mod common;

use common::block;
use etherlens::models::ServerMessage;
use etherlens::pipeline::Outbox;
use etherlens::websocket::Hub;

#[test]
fn disconnect_is_idempotent() {
    let hub = Hub::new(16);
    let mut session = hub.connect();
    let id = session.id();
    assert_eq!(hub.session_count(), 1);
    assert_eq!(hub.handle_counts(), (1, 1));

    session.close();
    session.close();
    assert!(!hub.disconnect(&id));
    assert_eq!(hub.session_count(), 0);
    assert_eq!(hub.handle_counts(), (0, 0));

    drop(session);
    assert_eq!(hub.session_count(), 0);
}

#[test]
fn dropping_a_session_releases_its_handles() {
    let hub = Hub::new(16);
    let first = hub.connect();
    let second = hub.connect();
    assert_eq!(hub.handle_counts(), (2, 2));

    drop(first);
    assert_eq!(hub.session_count(), 1);
    assert_eq!(hub.handle_counts(), (1, 1));
    drop(second);
    assert_eq!(hub.handle_counts(), (0, 0));
}

#[test]
fn every_session_receives_every_frame() {
    let hub = Hub::new(16);
    let mut first = hub.connect();
    let mut second = hub.connect();

    hub.publish(ServerMessage::NewBlock(block(1, 0, 1000, vec![])));
    hub.publish(ServerMessage::NewBlock(block(2, 0, 1000, vec![])));

    for session in [&mut first, &mut second] {
        let numbers: Vec<u64> = session
            .drain()
            .iter()
            .map(|frame| match frame.as_ref() {
                ServerMessage::NewBlock(b) => b.number,
                other => panic!("unexpected {:?}", other),
            })
            .collect();
        assert_eq!(numbers, vec![1, 2]);
    }
}

#[test]
fn slow_session_loses_oldest_frames() {
    let hub = Hub::new(2);
    let mut session = hub.connect();

    for number in 1..=5 {
        hub.publish(ServerMessage::NewBlock(block(number, 0, 1000, vec![])));
    }

    let numbers: Vec<u64> = session
        .drain()
        .iter()
        .filter_map(|frame| match frame.as_ref() {
            ServerMessage::NewBlock(b) => Some(b.number),
            _ => None,
        })
        .collect();
    assert_eq!(numbers, vec![4, 5]);
    assert!(session.is_open());
}

#[test]
fn closed_session_drains_nothing() {
    let hub = Hub::new(16);
    let mut session = hub.connect();
    session.close();

    hub.publish(ServerMessage::NewBlock(block(1, 0, 1000, vec![])));
    assert!(session.drain().is_empty());
    assert!(!session.is_open());
}

#[test]
fn publishing_without_viewers_is_harmless() {
    let hub = Hub::new(4);
    hub.publish(ServerMessage::NewBlock(block(1, 0, 1000, vec![])));

    let mut late = hub.connect();
    assert!(late.drain().is_empty());
}

#[test]
fn buffer_depth_rounds_up_to_power_of_two() {
    let hub = Hub::new(3);
    let mut session = hub.connect();

    for number in 1..=6 {
        hub.publish(ServerMessage::NewBlock(block(number, 0, 1000, vec![])));
    }

    let numbers: Vec<u64> = session
        .drain()
        .iter()
        .filter_map(|frame| match frame.as_ref() {
            ServerMessage::NewBlock(b) => Some(b.number),
            _ => None,
        })
        .collect();
    assert_eq!(numbers, vec![3, 4, 5, 6]);
}
use alloy_primitives::U256;

pub const WEI_DECIMALS: u8 = 18;
pub const GWEI_DECIMALS: u8 = 9;

fn ten_pow(decimals: u8) -> U256 {
    U256::from(10u64).pow(U256::from(decimals))
}

// Converts an integer amount into its decimal representation with `decimals` places,
// trimming trailing zeros ("2000000000000000000" wei -> "2")
pub fn from_wei(value: U256, decimals: u8) -> String {
    let unit = ten_pow(decimals);
    let whole = value / unit;
    let frac = value % unit;
    if frac.is_zero() {
        return whole.to_string();
    }
    let frac = format!("{:0>width$}", frac.to_string(), width = decimals as usize);
    format!("{}.{}", whole, frac.trim_end_matches('0'))
}

// Fixed-point rendering truncated to `places` digits
pub fn format_fixed(value: U256, decimals: u8, places: u8) -> String {
    let unit = ten_pow(decimals);
    let whole = value / unit;
    if places == 0 {
        return whole.to_string();
    }
    let frac = format!("{:0>width$}", (value % unit).to_string(), width = decimals as usize);
    let places = (places as usize).min(frac.len());
    let mut digits = frac[..places].to_string();
    while digits.len() < places {
        digits.push('0');
    }
    format!("{}.{}", whole, digits)
}

pub fn format_ether(wei: U256) -> String {
    format_fixed(wei, WEI_DECIMALS, 6)
}

pub fn format_gwei(wei: U256) -> String {
    format_fixed(wei, GWEI_DECIMALS, 2)
}

pub fn format_hashrate(hashrate: u64) -> String {
    let h = hashrate as f64;
    if h > 1e12 {
        format!("{:.2} TH/s", h / 1e12)
    } else if h > 1e9 {
        format!("{:.2} GH/s", h / 1e9)
    } else if h > 1e6 {
        format!("{:.2} MH/s", h / 1e6)
    } else if h > 1e3 {
        format!("{:.2} KH/s", h / 1e3)
    } else {
        format!("{} H/s", hashrate)
    }
}

// Share of the gas limit consumed by a block, e.g. "25.00%"
pub fn gas_utilization(gas_used: u64, gas_limit: u64) -> String {
    if gas_limit == 0 {
        return "0.00%".to_string();
    }
    format!("{:.2}%", gas_used as f64 / gas_limit as f64 * 100.0)
}

// "0x1234...cdef"
pub fn shorten_hash(hash: &str) -> String {
    if hash.len() <= 10 {
        return hash.to_string();
    }
    format!("{}...{}", &hash[..6], &hash[hash.len() - 4..])
}

// Relative age of a block/transaction timestamp
pub fn format_age(timestamp: u64, now: u64) -> String {
    let secs = now.saturating_sub(timestamp);
    match secs {
        0..=59 => format!("{} secs ago", secs),
        60..=3599 => format!("{} mins ago", secs / 60),
        3600..=86_399 => format!("{} hours ago", secs / 3600),
        _ => format!("{} days ago", secs / 86_400),
    }
}

// Serializes wei amounts as decimal strings so arbitrary precision survives JSON
pub mod u256_decimal {
    use alloy_primitives::U256;
    use serde::{de::Error, Deserialize, Deserializer, Serializer};

    pub fn serialize<S: Serializer>(value: &U256, serializer: S) -> Result<S::Ok, S::Error> {
        serializer.serialize_str(&value.to_string())
    }

    pub fn deserialize<'de, D: Deserializer<'de>>(deserializer: D) -> Result<U256, D::Error> {
        let s = String::deserialize(deserializer)?;
        U256::from_str_radix(&s, 10).map_err(D::Error::custom)
    }

    pub mod opt {
        use alloy_primitives::U256;
        use serde::{de::Error, Deserialize, Deserializer, Serializer};

        pub fn serialize<S: Serializer>(value: &Option<U256>, serializer: S) -> Result<S::Ok, S::Error> {
            match value {
                Some(v) => serializer.serialize_str(&v.to_string()),
                None => serializer.serialize_none(),
            }
        }

        pub fn deserialize<'de, D: Deserializer<'de>>(deserializer: D) -> Result<Option<U256>, D::Error> {
            Option::<String>::deserialize(deserializer)?
                .map(|s| U256::from_str_radix(&s, 10).map_err(D::Error::custom))
                .transpose()
        }
    }
}
use crate::models::{BlockRecord, NetworkStats, ServerMessage, TransactionRecord};
use alloy_primitives::B256;
use std::collections::{BTreeMap, HashMap, VecDeque};

pub const DEFAULT_CAPACITY: usize = 10;

// Explicit viewer state fed by push frames. Frames may arrive in any order:
// blocks are upserted by number, transactions by hash, and a transaction's
// status never moves backwards
#[derive(Debug, Clone)]
pub struct Dashboard {
    capacity: usize,
    stats: Option<NetworkStats>,
    blocks: BTreeMap<u64, BlockRecord>,
    transactions: HashMap<B256, TransactionRecord>,
    arrival: VecDeque<B256>,
}

impl Default for Dashboard {
    fn default() -> Self {
        Self::new(DEFAULT_CAPACITY)
    }
}

impl Dashboard {
    pub fn new(capacity: usize) -> Self {
        Dashboard {
            capacity: capacity.max(1),
            stats: None,
            blocks: BTreeMap::new(),
            transactions: HashMap::new(),
            arrival: VecDeque::new(),
        }
    }

    pub fn apply(&mut self, message: ServerMessage) {
        match message {
            ServerMessage::NetworkStats(stats) => self.apply_stats(stats),
            ServerMessage::NewBlock(block) => self.apply_block(block),
            ServerMessage::NewTransaction(tx) => self.apply_transaction(tx),
            // Only updates rows the viewer already shows
            ServerMessage::TransactionConfirmed(tx) => {
                if self.transactions.contains_key(&tx.hash) {
                    self.apply_transaction(tx);
                }
            }
        }
    }

    fn apply_stats(&mut self, stats: NetworkStats) {
        // An older snapshot completing late must not roll the counters back
        if let Some(current) = &self.stats {
            if current.latest_block_number > stats.latest_block_number {
                return;
            }
        }
        self.stats = Some(stats);
    }

    fn apply_block(&mut self, block: BlockRecord) {
        self.blocks.insert(block.number, block);
        while self.blocks.len() > self.capacity {
            self.blocks.pop_first();
        }
    }

    fn apply_transaction(&mut self, incoming: TransactionRecord) {
        match self.transactions.get_mut(&incoming.hash) {
            Some(existing) => {
                let status = existing.status.advance(incoming.status);
                // A stale frame keeps the richer record already shown
                if status == incoming.status {
                    *existing = incoming;
                }
                existing.status = status;
            }
            None => {
                self.arrival.push_back(incoming.hash);
                self.transactions.insert(incoming.hash, incoming);
                while self.arrival.len() > self.capacity {
                    if let Some(evicted) = self.arrival.pop_front() {
                        self.transactions.remove(&evicted);
                    }
                }
            }
        }
    }

    pub fn stats(&self) -> Option<&NetworkStats> {
        self.stats.as_ref()
    }

    // Newest first
    pub fn blocks(&self) -> impl Iterator<Item = &BlockRecord> {
        self.blocks.values().rev()
    }

    // Most recently seen first
    pub fn transactions(&self) -> impl Iterator<Item = &TransactionRecord> {
        self.arrival.iter().rev().filter_map(|hash| self.transactions.get(hash))
    }

    pub fn transaction(&self, hash: &B256) -> Option<&TransactionRecord> {
        self.transactions.get(hash)
    }
}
_ _ _ _
Where the string "custom" turns up in a line of the data above, copy that whole line.

        U256::from_str_radix(&s, 10).map_err(D::Error::custom)
                .map(|s| U256::from_str_radix(&s, 10).map_err(D::Error::custom))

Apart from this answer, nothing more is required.